### [Aim of the exercise]
Only some lines are wanted. Transcribe, exactly, the lines below from the line with "filename crates/quill-core/src/domain/post.rs" up to and including the line with "their current value.".

### [Recorded data]
-.-.-
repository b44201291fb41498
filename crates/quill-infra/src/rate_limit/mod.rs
//! Rate limiting implementations.

mod memory;

pub use memory::{InMemoryRateLimiter, RateLimitConfig};
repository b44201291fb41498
//! Health check endpoint.

use actix_web::{HttpResponse, web};
use serde::Serialize;

use crate::state::AppState;

#[derive(Serialize)]
pub struct HealthResponse {
    pub status: &'static str,
    pub version: &'static str,
    pub storage: &'static str,
    pub timestamp: String,
}

/// GET /health
pub async fn health_check(state: web::Data<AppState>) -> HttpResponse {
    HttpResponse::Ok().json(HealthResponse {
        status: "ok",
        version: env!("CARGO_PKG_VERSION"),
        storage: state.storage,
        timestamp: chrono::Utc::now().to_rfc3339(),
    })
}
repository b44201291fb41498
#[cfg(feature = "postgres")]
use std::time::Duration;

#[cfg(feature = "postgres")]
use sea_orm::{ConnectOptions, Database, DbConn, DbErr};

/// Configuration for the database connection pool.
#[derive(Debug, Clone)]
pub struct DatabaseConfig {
    pub url: String,
    pub max_connections: u32,
    pub min_connections: u32,
}

/// Open the connection pool.
#[cfg(feature = "postgres")]
pub async fn connect(config: &DatabaseConfig) -> Result<DbConn, DbErr> {
    tracing::info!("Connecting to database...");

    let opts = ConnectOptions::new(&config.url)
        .max_connections(config.max_connections)
        .min_connections(config.min_connections)
        .connect_timeout(Duration::from_secs(10))
        .idle_timeout(Duration::from_secs(300))
        .sqlx_logging(false)
        .to_owned();

    let conn = Database::connect(opts).await?;
    tracing::info!(pool = config.max_connections, "Database connected");

    Ok(conn)
}
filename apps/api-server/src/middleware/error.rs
//! Error handling middleware - RFC 7807 compliant responses.

use std::fmt;

use actix_web::{HttpResponse, ResponseError, http::StatusCode};
use quill_core::DomainError;
use quill_shared::ErrorResponse;

/// Application-level error type that converts to RFC 7807 responses.
#[derive(Debug)]
pub enum AppError {
    NotFound(String),
    BadRequest(String),
    Unauthorized(String),
    Forbidden(String),
    Conflict(String),
    Internal(String),
}

impl fmt::Display for AppError {
    fn fmt(&self, f: &mut fmt::Formatter<'_>) -> fmt::Result {
        match self {
            AppError::NotFound(msg) => write!(f, "Not found: {}", msg),
            AppError::BadRequest(msg) => write!(f, "Bad request: {}", msg),
            AppError::Unauthorized(msg) => write!(f, "Unauthorized: {}", msg),
            AppError::Forbidden(msg) => write!(f, "Forbidden: {}", msg),
            AppError::Conflict(msg) => write!(f, "Conflict: {}", msg),
            AppError::Internal(msg) => write!(f, "Internal error: {}", msg),
        }
    }
}

impl ResponseError for AppError {
    fn status_code(&self) -> StatusCode {
        match self {
            AppError::NotFound(_) => StatusCode::NOT_FOUND,
            AppError::BadRequest(_) => StatusCode::BAD_REQUEST,
            AppError::Unauthorized(_) => StatusCode::UNAUTHORIZED,
            AppError::Forbidden(_) => StatusCode::FORBIDDEN,
            AppError::Conflict(_) => StatusCode::CONFLICT,
            AppError::Internal(_) => StatusCode::INTERNAL_SERVER_ERROR,
        }
    }

    fn error_response(&self) -> HttpResponse {
        let error = match self {
            AppError::NotFound(detail) => ErrorResponse::not_found(detail),
            AppError::BadRequest(detail) => ErrorResponse::bad_request(detail),
            AppError::Unauthorized(detail) => ErrorResponse::unauthorized(detail),
            AppError::Forbidden(detail) => ErrorResponse::forbidden(detail),
            AppError::Conflict(detail) => ErrorResponse::conflict(detail),
            AppError::Internal(detail) => {
                // Details stay in the logs, never in the body
                tracing::error!("Internal error: {}", detail);
                ErrorResponse::internal_error()
            }
        };

        HttpResponse::build(self.status_code()).json(error)
    }
}

impl From<DomainError> for AppError {
    fn from(err: DomainError) -> Self {
        match err {
            DomainError::NotFound { entity_type, .. } => {
                AppError::NotFound(format!("{} not found", entity_type))
            }
            DomainError::Validation(msg) | DomainError::InvalidId(msg) => AppError::BadRequest(msg),
            DomainError::Duplicate(msg) => AppError::Conflict(msg),
            DomainError::InvalidCredentials => AppError::BadRequest("Wrong credentials".to_string()),
            DomainError::Unauthorized => AppError::Unauthorized("Not logged in".to_string()),
            DomainError::Forbidden(msg) => AppError::Forbidden(msg),
            DomainError::Internal(msg) => AppError::Internal(msg),
        }
    }
}

impl From<actix_multipart::MultipartError> for AppError {
    fn from(err: actix_multipart::MultipartError) -> Self {
        AppError::BadRequest(format!("Malformed form data: {}", err))
    }
}

/// Result type alias for handlers.
pub type AppResult<T> = Result<T, AppError>;
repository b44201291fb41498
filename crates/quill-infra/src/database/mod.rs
//! Persistence: SeaORM/PostgreSQL repositories and in-memory fallbacks.

pub mod memory;

mod connections;
#[cfg(feature = "postgres")]
mod postgres_base;
#[cfg(feature = "postgres")]
pub mod postgres_repo;

#[cfg(feature = "postgres")]
pub mod entity;

pub use memory::{InMemoryPostRepository, InMemoryUserRepository};

pub use connections::DatabaseConfig;
#[cfg(feature = "postgres")]
pub use connections::connect;
#[cfg(feature = "postgres")]
pub use postgres_repo::{PostgresPostRepository, PostgresUserRepository};
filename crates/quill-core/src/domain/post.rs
use chrono::{DateTime, Utc};
use serde::{Deserialize, Serialize};
use uuid::Uuid;

use crate::error::DomainError;

/// Post entity - a blog post owned by its author.
#[derive(Debug, Clone, PartialEq, Eq, Serialize, Deserialize)]
pub struct Post {
    pub id: Uuid,
    pub author_id: Uuid,
    pub title: String,
    pub summary: String,
    pub content: String,
    pub cover: Option<String>,
    pub created_at: DateTime<Utc>,
    pub updated_at: DateTime<Utc>,
}

impl Post {
    /// Create a new post from a validated draft.
    pub fn new(author_id: Uuid, draft: PostDraft, cover: Option<String>) -> Self {
        let now = Utc::now();
        Self {
            id: Uuid::new_v4(),
            author_id,
            title: draft.title,
            summary: draft.summary,
            content: draft.content,
            cover,
            created_at: now,
            updated_at: now,
        }
    }

    /// Merge changes into the post. Absent fields keep their current value.
    pub fn apply(&mut self, changes: PostChanges, cover: Option<String>) {
        if let Some(title) = changes.title {
            self.title = title;
        }
        if let Some(summary) = changes.summary {
            self.summary = summary;
        }
        if let Some(content) = changes.content {
            self.content = content;
        }
        if cover.is_some() {
            self.cover = cover;
        }
        self.updated_at = Utc::now();
    }
}

/// Author fields exposed alongside a post.
#[derive(Debug, Clone, PartialEq, Eq, Serialize, Deserialize)]
pub struct AuthorSummary {
    pub id: Uuid,
    pub username: String,
}

/// A post with its author reference expanded for display.
#[derive(Debug, Clone, Serialize, Deserialize)]
pub struct PostWithAuthor {
    pub post: Post,
    pub author: Option<AuthorSummary>,
}

/// Fields supplied when creating a post.
#[derive(Debug, Clone, Default)]
pub struct PostDraft {
    pub title: String,
    pub summary: String,
    pub content: String,
}

impl PostDraft {
    /// All of title, summary and content must be present and non-blank.
    pub fn validate(&self) -> Result<(), DomainError> {
        if [&self.title, &self.summary, &self.content]
            .iter()
            .any(|field| field.trim().is_empty())
        {
            return Err(DomainError::Validation(
                "All fields are required".to_string(),
            ));
        }
        Ok(())
    }
}

/// Fields supplied when updating a post.
#[derive(Debug, Clone, Default)]
pub struct PostChanges {
    pub title: Option<String>,
    pub summary: Option<String>,
    pub content: Option<String>,
}

impl PostChanges {
    /// Supplied fields may not be blank.
    pub fn validate(&self) -> Result<(), DomainError> {
        for (name, value) in [
            ("title", &self.title),
            ("summary", &self.summary),
            ("content", &self.content),
        ] {
            if value.as_deref().is_some_and(|v| v.trim().is_empty()) {
                return Err(DomainError::Validation(format!("{name} must not be empty")));
            }
        }
        Ok(())
    }
}
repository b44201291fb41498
//! PostgreSQL repository implementations.

use async_trait::async_trait;
use sea_orm::{ColumnTrait, EntityTrait, QueryFilter, QueryOrder, QuerySelect};
use uuid::Uuid;

use quill_core::domain::{PostWithAuthor, User};
use quill_core::error::RepoError;
use quill_core::ports::{PostRepository, UserRepository};

use super::entity::post::{self, Entity as PostEntity, with_author};
use super::entity::user::{self, Entity as UserEntity};
use super::postgres_base::{PostgresBaseRepository, map_db_err};

/// PostgreSQL user repository.
pub type PostgresUserRepository = PostgresBaseRepository<UserEntity>;

/// PostgreSQL post repository.
pub type PostgresPostRepository = PostgresBaseRepository<PostEntity>;

#[async_trait]
impl UserRepository for PostgresUserRepository {
    async fn find_by_username(&self, username: &str) -> Result<Option<User>, RepoError> {
        tracing::debug!(username = %username, "Finding user by username");

        let result = UserEntity::find()
            .filter(user::Column::Username.eq(username))
            .one(&self.db)
            .await
            .map_err(map_db_err)?;

        Ok(result.map(Into::into))
    }
}

#[async_trait]
impl PostRepository for PostgresPostRepository {
    async fn find_with_author(&self, id: Uuid) -> Result<Option<PostWithAuthor>, RepoError> {
        let result = PostEntity::find_by_id(id)
            .find_also_related(UserEntity)
            .one(&self.db)
            .await
            .map_err(map_db_err)?;

        Ok(result.map(with_author))
    }

    async fn list_recent(&self, limit: u64) -> Result<Vec<PostWithAuthor>, RepoError> {
        let rows = PostEntity::find()
            .find_also_related(UserEntity)
            .order_by_desc(post::Column::CreatedAt)
            .limit(limit)
            .all(&self.db)
            .await
            .map_err(map_db_err)?;

        Ok(rows.into_iter().map(with_author).collect())
    }
}
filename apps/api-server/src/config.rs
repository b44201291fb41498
//! Application configuration loaded from environment variables.
//!
//! Built once at startup and passed down by reference; nothing reads the
//! environment after this point.

use std::path::PathBuf;
use std::time::Duration;

use quill_infra::{DatabaseConfig, JwtConfig};

const MIN_SECRET_LEN: usize = 32;

/// Configuration errors - the server refuses to start on any of these.
#[derive(Debug, thiserror::Error)]
pub enum ConfigError {
    #[error("{0} must be set")]
    Missing(&'static str),

    #[error("{name} has an invalid value: {value}")]
    Invalid { name: &'static str, value: String },
}

/// Token and cookie settings.
#[derive(Debug, Clone)]
pub struct AuthConfig {
    pub jwt: JwtConfig,
    pub cookie_secure: bool,
}

/// Per-client request limits.
#[derive(Debug, Clone)]
pub struct RateLimitSettings {
    pub max_requests: u32,
    pub window: Duration,
    /// Key clients by forwarded headers instead of the socket peer. Only
    /// safe behind a proxy that overwrites them.
    pub trust_proxy: bool,
}

/// Log output settings.
#[derive(Debug, Clone)]
pub struct TelemetryConfig {
    /// Enable JSON logging (for production).
    pub json_logs: bool,
}

impl TelemetryConfig {
    /// Read only the logging variables, so tracing can start before the rest
    /// of the configuration is validated.
    pub fn from_env() -> Self {
        Self::from_lookup(|key| std::env::var(key).ok())
    }

    fn from_lookup<F>(get: F) -> Self
    where
        F: Fn(&str) -> Option<String>,
    {
        Self {
            json_logs: get("LOG_FORMAT")
                .map(|v| v.trim().eq_ignore_ascii_case("json"))
                .unwrap_or(false),
        }
    }
}

/// Application configuration.
#[derive(Debug, Clone)]
pub struct AppConfig {
    pub host: String,
    pub port: u16,
    pub database: Option<DatabaseConfig>,
    pub run_migrations: bool,
    pub auth: AuthConfig,
    /// Single origin allowed to make credentialed cross-origin requests.
    pub frontend_url: Option<String>,
    pub upload_dir: PathBuf,
    pub rate_limit: RateLimitSettings,
}

impl AppConfig {
    /// Load configuration from environment variables.
    pub fn from_env() -> Result<Self, ConfigError> {
        Self::from_lookup(|key| std::env::var(key).ok())
    }

    /// Load configuration through an arbitrary variable lookup.
    pub fn from_lookup<F>(get: F) -> Result<Self, ConfigError>
    where
        F: Fn(&str) -> Option<String>,
    {
        let var = |key: &str| get(key).filter(|v| !v.trim().is_empty());

        let secret = var("JWT_SECRET").ok_or(ConfigError::Missing("JWT_SECRET"))?;
        if secret.len() < MIN_SECRET_LEN {
            tracing::warn!(
                "JWT_SECRET is shorter than {} bytes; use a longer random secret",
                MIN_SECRET_LEN
            );
        }

        let database = match var("DATABASE_URL") {
            Some(url) => Some(DatabaseConfig {
                url,
                max_connections: parse_or(&var, "DB_MAX_CONNECTIONS", 20)?,
                min_connections: parse_or(&var, "DB_MIN_CONNECTIONS", 2)?,
            }),
            None => None,
        };

        Ok(Self {
            host: var("HOST").unwrap_or_else(|| "127.0.0.1".to_string()),
            port: parse_or(&var, "PORT", 4000)?,
            database,
            run_migrations: parse_bool(&var, "RUN_MIGRATIONS", false)?,
            auth: AuthConfig {
                jwt: JwtConfig {
                    secret,
                    expiration_hours: parse_or(&var, "JWT_EXPIRATION_HOURS", 24)?,
                    issuer: var("JWT_ISSUER").unwrap_or_else(|| "quill-api".to_string()),
                },
                cookie_secure: parse_bool(&var, "COOKIE_SECURE", false)?,
            },
            frontend_url: var("FRONTEND_URL"),
            upload_dir: var("UPLOAD_DIR")
                .map(PathBuf::from)
                .unwrap_or_else(|| PathBuf::from("uploads")),
            rate_limit: RateLimitSettings {
                max_requests: parse_or(&var, "RATE_LIMIT_MAX_REQUESTS", 100)?,
                window: Duration::from_secs(parse_or(&var, "RATE_LIMIT_WINDOW_SECS", 900)?),
                trust_proxy: parse_bool(&var, "TRUST_PROXY", false)?,
            },
        })
    }
}

fn parse_or<T, F>(var: &F, name: &'static str, default: T) -> Result<T, ConfigError>
where
    T: std::str::FromStr,
    F: Fn(&str) -> Option<String>,
{
    match var(name) {
        Some(value) => value
            .trim()
            .parse()
            .map_err(|_| ConfigError::Invalid { name, value }),
        None => Ok(default),
    }
}

fn parse_bool<F>(var: &F, name: &'static str, default: bool) -> Result<bool, ConfigError>
where
    F: Fn(&str) -> Option<String>,
{
    match var(name).map(|v| v.trim().to_ascii_lowercase()) {
        Some(v) if matches!(v.as_str(), "1" | "true" | "yes") => Ok(true),
        Some(v) if matches!(v.as_str(), "0" | "false" | "no") => Ok(false),
        Some(value) => Err(ConfigError::Invalid { name, value }),
        None => Ok(default),
    }
}

#[cfg(test)]
mod tests {
    use std::collections::HashMap;

    use super::*;

    fn load(pairs: &[(&str, &str)]) -> Result<AppConfig, ConfigError> {
        let vars: HashMap<String, String> = pairs
            .iter()
            .map(|(k, v)| (k.to_string(), v.to_string()))
            .collect();
        AppConfig::from_lookup(|key| vars.get(key).cloned())
    }

    #[test]
    fn test_secret_is_required() {
        assert!(matches!(load(&[]), Err(ConfigError::Missing("JWT_SECRET"))));
        assert!(matches!(
            load(&[("JWT_SECRET", "   ")]),
            Err(ConfigError::Missing("JWT_SECRET"))
        ));
    }

    #[test]
    fn test_defaults() {
        let config = load(&[("JWT_SECRET", "0123456789abcdef0123456789abcdef")]).unwrap();

        assert_eq!(config.port, 4000);
        assert!(config.database.is_none());
        assert!(!config.run_migrations);
        assert_eq!(config.auth.jwt.expiration_hours, 24);
        assert_eq!(config.auth.jwt.issuer, "quill-api");
        assert!(!config.auth.cookie_secure);
        assert_eq!(config.upload_dir, PathBuf::from("uploads"));
        assert_eq!(config.rate_limit.max_requests, 100);
        assert_eq!(config.rate_limit.window, Duration::from_secs(900));
        assert!(!config.rate_limit.trust_proxy);
        assert!(config.frontend_url.is_none());
    }

    #[test]
    fn test_overrides() {
        let config = load(&[
            ("JWT_SECRET", "0123456789abcdef0123456789abcdef"),
            ("PORT", "8080"),
            ("DATABASE_URL", "postgres://localhost/quill"),
            ("DB_MAX_CONNECTIONS", "5"),
            ("RUN_MIGRATIONS", "true"),
            ("FRONTEND_URL", "http://localhost:3000"),
            ("COOKIE_SECURE", "1"),
            ("TRUST_PROXY", "yes"),
        ])
        .unwrap();

        assert_eq!(config.port, 8080);
        let db = config.database.unwrap();
        assert_eq!(db.url, "postgres://localhost/quill");
        assert_eq!(db.max_connections, 5);
        assert_eq!(db.min_connections, 2);
        assert!(config.run_migrations);
        assert_eq!(config.frontend_url.as_deref(), Some("http://localhost:3000"));
        assert!(config.auth.cookie_secure);
        assert!(config.rate_limit.trust_proxy);
    }

    #[test]
    fn test_log_format() {
        let json = TelemetryConfig::from_lookup(|key| {
            (key == "LOG_FORMAT").then(|| " JSON ".to_string())
        });
        assert!(json.json_logs);

        let pretty = TelemetryConfig::from_lookup(|_| None);
        assert!(!pretty.json_logs);
    }

    #[test]
    fn test_invalid_numbers_are_errors() {
        let result = load(&[
            ("JWT_SECRET", "0123456789abcdef0123456789abcdef"),
            ("PORT", "eighty"),
        ]);
        assert!(matches!(result, Err(ConfigError::Invalid { name: "PORT", .. })));
    }
}
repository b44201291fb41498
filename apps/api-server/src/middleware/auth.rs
//! Session cookie authentication.
//!
//! The signed token travels in an HttpOnly cookie named [`SESSION_COOKIE`].
//! Handlers that take an [`Identity`] are closed to anonymous callers:
//!
//! ```ignore
//! async fn protected_route(identity: Identity) -> impl Responder {
//!     format!("Hello, {}!", identity.username)
//! }
//! ```

use std::future::{Ready, ready};

use actix_web::cookie::{Cookie, SameSite, time::Duration};
use actix_web::http::StatusCode;
use actix_web::{FromRequest, HttpRequest, HttpResponse, ResponseError, dev::Payload, web};
use uuid::Uuid;

use quill_core::ports::{AuthError, TokenClaims};
use quill_shared::ErrorResponse;

use crate::state::AppState;

pub const SESSION_COOKIE: &str = "token";

/// Authenticated caller, decoded from the session cookie.
#[derive(Debug, Clone)]
pub struct Identity {
    pub user_id: Uuid,
    pub username: String,
    pub issued_at: i64,
    pub expires_at: i64,
}

impl From<TokenClaims> for Identity {
    fn from(claims: TokenClaims) -> Self {
        Self {
            user_id: claims.user_id,
            username: claims.username,
            issued_at: claims.issued_at,
            expires_at: claims.expires_at,
        }
    }
}

/// Error type for authentication failures.
#[derive(Debug)]
pub struct AuthenticationError(pub AuthError);

impl std::fmt::Display for AuthenticationError {
    fn fmt(&self, f: &mut std::fmt::Formatter<'_>) -> std::fmt::Result {
        write!(f, "{}", self.0)
    }
}

impl ResponseError for AuthenticationError {
    fn status_code(&self) -> StatusCode {
        match &self.0 {
            AuthError::MissingAuth => StatusCode::UNAUTHORIZED,
            AuthError::TokenExpired | AuthError::InvalidToken(_) => StatusCode::FORBIDDEN,
            _ => StatusCode::INTERNAL_SERVER_ERROR,
        }
    }

    fn error_response(&self) -> HttpResponse {
        let error = match &self.0 {
            AuthError::MissingAuth => ErrorResponse::unauthorized("Not logged in"),
            AuthError::TokenExpired => {
                ErrorResponse::forbidden("Session expired. Please login again.")
            }
            AuthError::InvalidToken(_) => ErrorResponse::forbidden("Invalid session token"),
            other => {
                tracing::error!("Authentication unavailable: {}", other);
                ErrorResponse::internal_error()
            }
        };

        HttpResponse::build(self.status_code()).json(error)
    }
}

impl FromRequest for Identity {
    type Error = AuthenticationError;
    type Future = Ready<Result<Self, Self::Error>>;

    fn from_request(req: &HttpRequest, _payload: &mut Payload) -> Self::Future {
        ready(authenticate(req))
    }
}

fn authenticate(req: &HttpRequest) -> Result<Identity, AuthenticationError> {
    let state = req.app_data::<web::Data<AppState>>().ok_or_else(|| {
        tracing::error!("AppState not found in app data");
        AuthenticationError(AuthError::Configuration("token service missing".to_string()))
    })?;

    let token = req
        .cookie(SESSION_COOKIE)
        .map(|c| c.value().to_string())
        .filter(|v| !v.is_empty())
        .ok_or(AuthenticationError(AuthError::MissingAuth))?;

    match state.tokens.verify_token(&token) {
        Ok(claims) => Ok(Identity::from(claims)),
        Err(e) => {
            tracing::debug!(error = %e, "Rejected session token");
            Err(AuthenticationError(e))
        }
    }
}

/// HttpOnly session cookie carrying a freshly issued token.
pub fn session_cookie(token: String, max_age_secs: i64, secure: bool) -> Cookie<'static> {
    Cookie::build(SESSION_COOKIE, token)
        .http_only(true)
        .secure(secure)
        .same_site(SameSite::Lax)
        .path("/")
        .max_age(Duration::seconds(max_age_secs))
        .finish()
}

/// Expired, empty session cookie; clears the browser's copy.
pub fn clear_session_cookie(secure: bool) -> Cookie<'static> {
    Cookie::build(SESSION_COOKIE, "")
        .http_only(true)
        .secure(secure)
        .same_site(SameSite::Lax)
        .path("/")
        .max_age(Duration::ZERO)
        .finish()
}
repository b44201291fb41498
use sea_orm_migration::{prelude::*, schema::*};

#[derive(DeriveMigrationName)]
pub struct Migration;

#[async_trait::async_trait]
impl MigrationTrait for Migration {
    async fn up(&self, manager: &SchemaManager) -> Result<(), DbErr> {
        // The unique index on username is what rejects concurrent duplicate registrations.
        manager
            .create_table(
                Table::create()
                    .table(Users::Table)
                    .if_not_exists()
                    .col(pk_uuid(Users::Id))
                    .col(string_len_uniq(Users::Username, 64))
                    .col(string(Users::PasswordHash))
                    .col(timestamp_with_time_zone(Users::CreatedAt))
                    .col(timestamp_with_time_zone(Users::UpdatedAt))
                    .to_owned(),
            )
            .await
    }

    async fn down(&self, manager: &SchemaManager) -> Result<(), DbErr> {
        manager
            .drop_table(Table::drop().table(Users::Table).to_owned())
            .await
    }
}

#[derive(DeriveIden)]
pub(crate) enum Users {
    Table,
    Id,
    Username,
    PasswordHash,
    CreatedAt,
    UpdatedAt,
}
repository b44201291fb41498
//! Post entity for SeaORM.

use sea_orm::Set;
use sea_orm::entity::prelude::*;

use quill_core::domain::{AuthorSummary, PostWithAuthor};

#[derive(Clone, Debug, PartialEq, Eq, DeriveEntityModel)]
#[sea_orm(table_name = "posts")]
pub struct Model {
    #[sea_orm(primary_key, auto_increment = false)]
    pub id: Uuid,
    pub author_id: Uuid,
    pub title: String,
    #[sea_orm(column_type = "Text")]
    pub summary: String,
    #[sea_orm(column_type = "Text")]
    pub content: String,
    pub cover: Option<String>,
    pub created_at: DateTimeWithTimeZone,
    pub updated_at: DateTimeWithTimeZone,
}

#[derive(Copy, Clone, Debug, EnumIter, DeriveRelation)]
pub enum Relation {
    #[sea_orm(
        belongs_to = "super::user::Entity",
        from = "Column::AuthorId",
        to = "super::user::Column::Id",
        on_update = "Cascade",
        on_delete = "Cascade"
    )]
    User,
}

impl Related<super::user::Entity> for Entity {
    fn to() -> RelationDef {
        Relation::User.def()
    }
}

impl ActiveModelBehavior for ActiveModel {}

impl From<Model> for quill_core::domain::Post {
    fn from(model: Model) -> Self {
        Self {
            id: model.id,
            author_id: model.author_id,
            title: model.title,
            summary: model.summary,
            content: model.content,
            cover: model.cover,
            created_at: model.created_at.into(),
            updated_at: model.updated_at.into(),
        }
    }
}

impl From<quill_core::domain::Post> for ActiveModel {
    fn from(post: quill_core::domain::Post) -> Self {
        Self {
            id: Set(post.id),
            author_id: Set(post.author_id),
            title: Set(post.title),
            summary: Set(post.summary),
            content: Set(post.content),
            cover: Set(post.cover),
            created_at: Set(post.created_at.into()),
            updated_at: Set(post.updated_at.into()),
        }
    }
}

/// Join row from `find_also_related(user::Entity)`; only the username leaves the user table.
pub(crate) fn with_author(
    (post, author): (Model, Option<super::user::Model>),
) -> PostWithAuthor {
    PostWithAuthor {
        author: author.map(|user| AuthorSummary {
            id: user.id,
            username: user.username,
        }),
        post: post.into(),
    }
}
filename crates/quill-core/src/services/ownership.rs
//! Author-ownership check gating post mutation.

use uuid::Uuid;

use crate::domain::Post;

/// Outcome of an ownership check.
#[derive(Debug, Clone, Copy, PartialEq, Eq)]
pub enum Access {
    Allowed,
    Denied,
}

/// Only the author of a post may change it.
pub fn authorize(post: &Post, caller_id: Uuid) -> Access {
    if post.author_id == caller_id {
        Access::Allowed
    } else {
        Access::Denied
    }
}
-.-.-
### [Final answer]
filename crates/quill-core/src/domain/post.rs
use chrono::{DateTime, Utc};
use serde::{Deserialize, Serialize};
use uuid::Uuid;

use crate::error::DomainError;

/// Post entity - a blog post owned by its author.
#[derive(Debug, Clone, PartialEq, Eq, Serialize, Deserialize)]
pub struct Post {
    pub id: Uuid,
    pub author_id: Uuid,
    pub title: String,
    pub summary: String,
    pub content: String,
    pub cover: Option<String>,
    pub created_at: DateTime<Utc>,
    pub updated_at: DateTime<Utc>,
}

impl Post {
    /// Create a new post from a validated draft.
    pub fn new(author_id: Uuid, draft: PostDraft, cover: Option<String>) -> Self {
        let now = Utc::now();
        Self {
            id: Uuid::new_v4(),
            author_id,
            title: draft.title,
            summary: draft.summary,
            content: draft.content,
            cover,
            created_at: now,
            updated_at: now,
        }
    }

    /// Merge changes into the post. Absent fields keep their current value.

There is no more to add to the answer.